The hydrophobicity threshold for peptide insertion into membranes

Peptides designed as model transmembrane segments are shown to insert spontaneously from water into micellar membranes only when their mean residue hydrophobicity is equivalent to or greater than a polyalanine segment. By using circular dichroism-derived peptide helicity as a probe of membrane insertion and correlating high-performance liquid chromatography-derived peptide hydrophobicity with helicity, we were able to determine quantitatively the hydrophobicity threshold. This analysis allows (1) assignment of hydropathy indices to the 20 commonly occurring amino acids and (2) assessment of the membrane insertion potential of a given transmembrane segment as “all-or-nothing,” depending upon whether its segmental hydrophobicity, calculated from the indices of its component amino acids, surpasses or fails to meet the minimum hydrophobicity requirement for integration into the membrane.
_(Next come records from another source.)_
//! Mock implementations for testing
//!
//! Provides an in-memory [`Transport`] that records what the session asks of
//! it and lets tests inject broker-side events (incoming messages, dropped
//! connections, delivery acks) without a running broker.

use crate::transport::{ConnectRequest, EventSink, SessionState, Transport, TransportError};
use async_trait::async_trait;
use bytes::Bytes;
use rumqttc::QoS;
use std::sync::atomic::{AtomicBool, AtomicU16, AtomicUsize, Ordering};
use std::sync::{Mutex, MutexGuard, PoisonError};
use tokio::sync::watch;

pub type PublishedMessage = (String, QoS, Vec<u8>);

fn lock<T>(mutex: &Mutex<T>) -> MutexGuard<'_, T> {
    mutex.lock().unwrap_or_else(PoisonError::into_inner)
}

/// Releases connect attempts held by [`MockTransport::hold_connects`]
#[derive(Debug, Clone)]
pub struct ConnectGate {
    tx: watch::Sender<bool>,
}

impl ConnectGate {
    pub fn release(&self) {
        self.tx.send_replace(true);
    }
}

/// Mock transport for testing
#[derive(Debug)]
pub struct MockTransport {
    open_calls: watch::Sender<usize>,
    close_calls: AtomicUsize,
    failing_connects: AtomicUsize,
    fail_subscribes: AtomicBool,
    /// Broker echoes our own publishes back to subscribers, as a real one does
    echo: AtomicBool,
    next_packet_id: AtomicU16,
    connected: AtomicBool,
    gate: Mutex<Option<watch::Receiver<bool>>>,
    sink: Mutex<Option<EventSink>>,
    requests: Mutex<Vec<ConnectRequest>>,
    subscriptions: Mutex<Vec<(String, QoS)>>,
    published: Mutex<Vec<PublishedMessage>>,
}

impl Default for MockTransport {
    fn default() -> Self {
        let (open_calls, _) = watch::channel(0);
        Self {
            open_calls,
            close_calls: AtomicUsize::new(0),
            failing_connects: AtomicUsize::new(0),
            fail_subscribes: AtomicBool::new(false),
            echo: AtomicBool::new(false),
            next_packet_id: AtomicU16::new(1),
            connected: AtomicBool::new(false),
            gate: Mutex::new(None),
            sink: Mutex::new(None),
            requests: Mutex::new(Vec::new()),
            subscriptions: Mutex::new(Vec::new()),
            published: Mutex::new(Vec::new()),
        }
    }
}

impl MockTransport {
    pub fn new() -> Self {
        Self::default()
    }

    /// Mock whose broker delivers our own publishes back to us
    pub fn with_echo() -> Self {
        let mock = Self::default();
        mock.echo.store(true, Ordering::SeqCst);
        mock
    }

    /// Make the next `count` calls to `open` fail with `ConnectFailed`
    pub fn fail_next_connects(&self, count: usize) {
        self.failing_connects.store(count, Ordering::SeqCst);
    }

    pub fn fail_subscribes(&self, fail: bool) {
        self.fail_subscribes.store(fail, Ordering::SeqCst);
    }

    /// Block `open` calls until the returned gate is released
    pub fn hold_connects(&self) -> ConnectGate {
        let (tx, rx) = watch::channel(false);
        *lock(&self.gate) = Some(rx);
        ConnectGate { tx }
    }

    pub fn open_count(&self) -> usize {
        *self.open_calls.borrow()
    }

    pub fn close_count(&self) -> usize {
        self.close_calls.load(Ordering::SeqCst)
    }

    pub fn is_connected(&self) -> bool {
        self.connected.load(Ordering::SeqCst)
    }

    /// Wait until `open` has been entered at least `count` times
    pub async fn wait_for_open_calls(&self, count: usize) {
        let mut rx = self.open_calls.subscribe();
        while *rx.borrow_and_update() < count {
            if rx.changed().await.is_err() {
                return;
            }
        }
    }

    pub fn last_request(&self) -> Option<ConnectRequest> {
        lock(&self.requests).last().cloned()
    }

    pub fn subscriptions(&self) -> Vec<(String, QoS)> {
        lock(&self.subscriptions).clone()
    }

    pub fn published(&self) -> Vec<PublishedMessage> {
        lock(&self.published).clone()
    }

    fn current_sink(&self) -> Option<EventSink> {
        lock(&self.sink).clone()
    }

    /// Deliver a message on the most recently opened connection
    pub fn inject_message(&self, topic: &str, payload: impl Into<Bytes>) {
        if let Some(sink) = self.current_sink() {
            sink.message_arrived(topic.to_string(), payload.into());
        }
    }

    /// Drop the most recently opened connection
    pub fn inject_connection_lost(&self, reason: &str) {
        self.connected.store(false, Ordering::SeqCst);
        if let Some(sink) = self.current_sink() {
            sink.connection_lost(reason);
        }
    }

    pub fn inject_delivery_complete(&self, packet_id: u16) {
        if let Some(sink) = self.current_sink() {
            sink.delivery_complete(packet_id);
        }
    }

    async fn wait_for_gate(&self) {
        let gate = lock(&self.gate).clone();
        if let Some(mut rx) = gate {
            while !*rx.borrow_and_update() {
                if rx.changed().await.is_err() {
                    return;
                }
            }
        }
    }

    fn not_connected() -> TransportError {
        TransportError::NotConnected {
            state: SessionState::Disconnected,
        }
    }
}

#[async_trait]
impl Transport for MockTransport {
    async fn open(&self, request: ConnectRequest, events: EventSink) -> Result<(), TransportError> {
        lock(&self.requests).push(request);
        self.open_calls.send_modify(|count| *count += 1);

        self.wait_for_gate().await;

        let should_fail = self
            .failing_connects
            .fetch_update(Ordering::SeqCst, Ordering::SeqCst, |n| n.checked_sub(1))
            .is_ok();
        if should_fail {
            return Err(TransportError::ConnectFailed(
                "mock broker refused connection".to_string(),
            ));
        }

        *lock(&self.sink) = Some(events);
        self.connected.store(true, Ordering::SeqCst);
        Ok(())
    }

    async fn subscribe(&self, topic: &str, qos: QoS) -> Result<(), TransportError> {
        if !self.is_connected() {
            return Err(Self::not_connected());
        }
        if self.fail_subscribes.load(Ordering::SeqCst) {
            return Err(TransportError::SubscriptionFailed(
                "mock broker rejected subscription".into(),
            ));
        }
        lock(&self.subscriptions).push((topic.to_string(), qos));
        Ok(())
    }

    async fn publish(&self, topic: &str, qos: QoS, payload: Vec<u8>) -> Result<(), TransportError> {
        if !self.is_connected() {
            return Err(Self::not_connected());
        }

        lock(&self.published).push((topic.to_string(), qos, payload.clone()));

        if let Some(sink) = self.current_sink() {
            let subscribed = lock(&self.subscriptions).iter().any(|(t, _)| t == topic);
            if self.echo.load(Ordering::SeqCst) && subscribed {
                sink.message_arrived(topic.to_string(), Bytes::from(payload));
            }
            if qos != QoS::AtMostOnce {
                sink.delivery_complete(self.next_packet_id.fetch_add(1, Ordering::SeqCst));
            }
        }
        Ok(())
    }

    async fn close(&self) -> Result<(), TransportError> {
        self.close_calls.fetch_add(1, Ordering::SeqCst);
        self.connected.store(false, Ordering::SeqCst);
        lock(&self.sink).take();
        Ok(())
    }
}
The minimum hydrophobicity threshold was found to be satisfied by >96% of over 5000 transmembrane segments derived from a database of single- and multispanning intrinsic membrane proteins. When applied in vivo , the notion of “threshold hydrophobicity” would allow the selective incorporation of transmembrane segments into the lipid bilayer during the biosynthetic translocation process without the requirement of any additional expenditure of energy.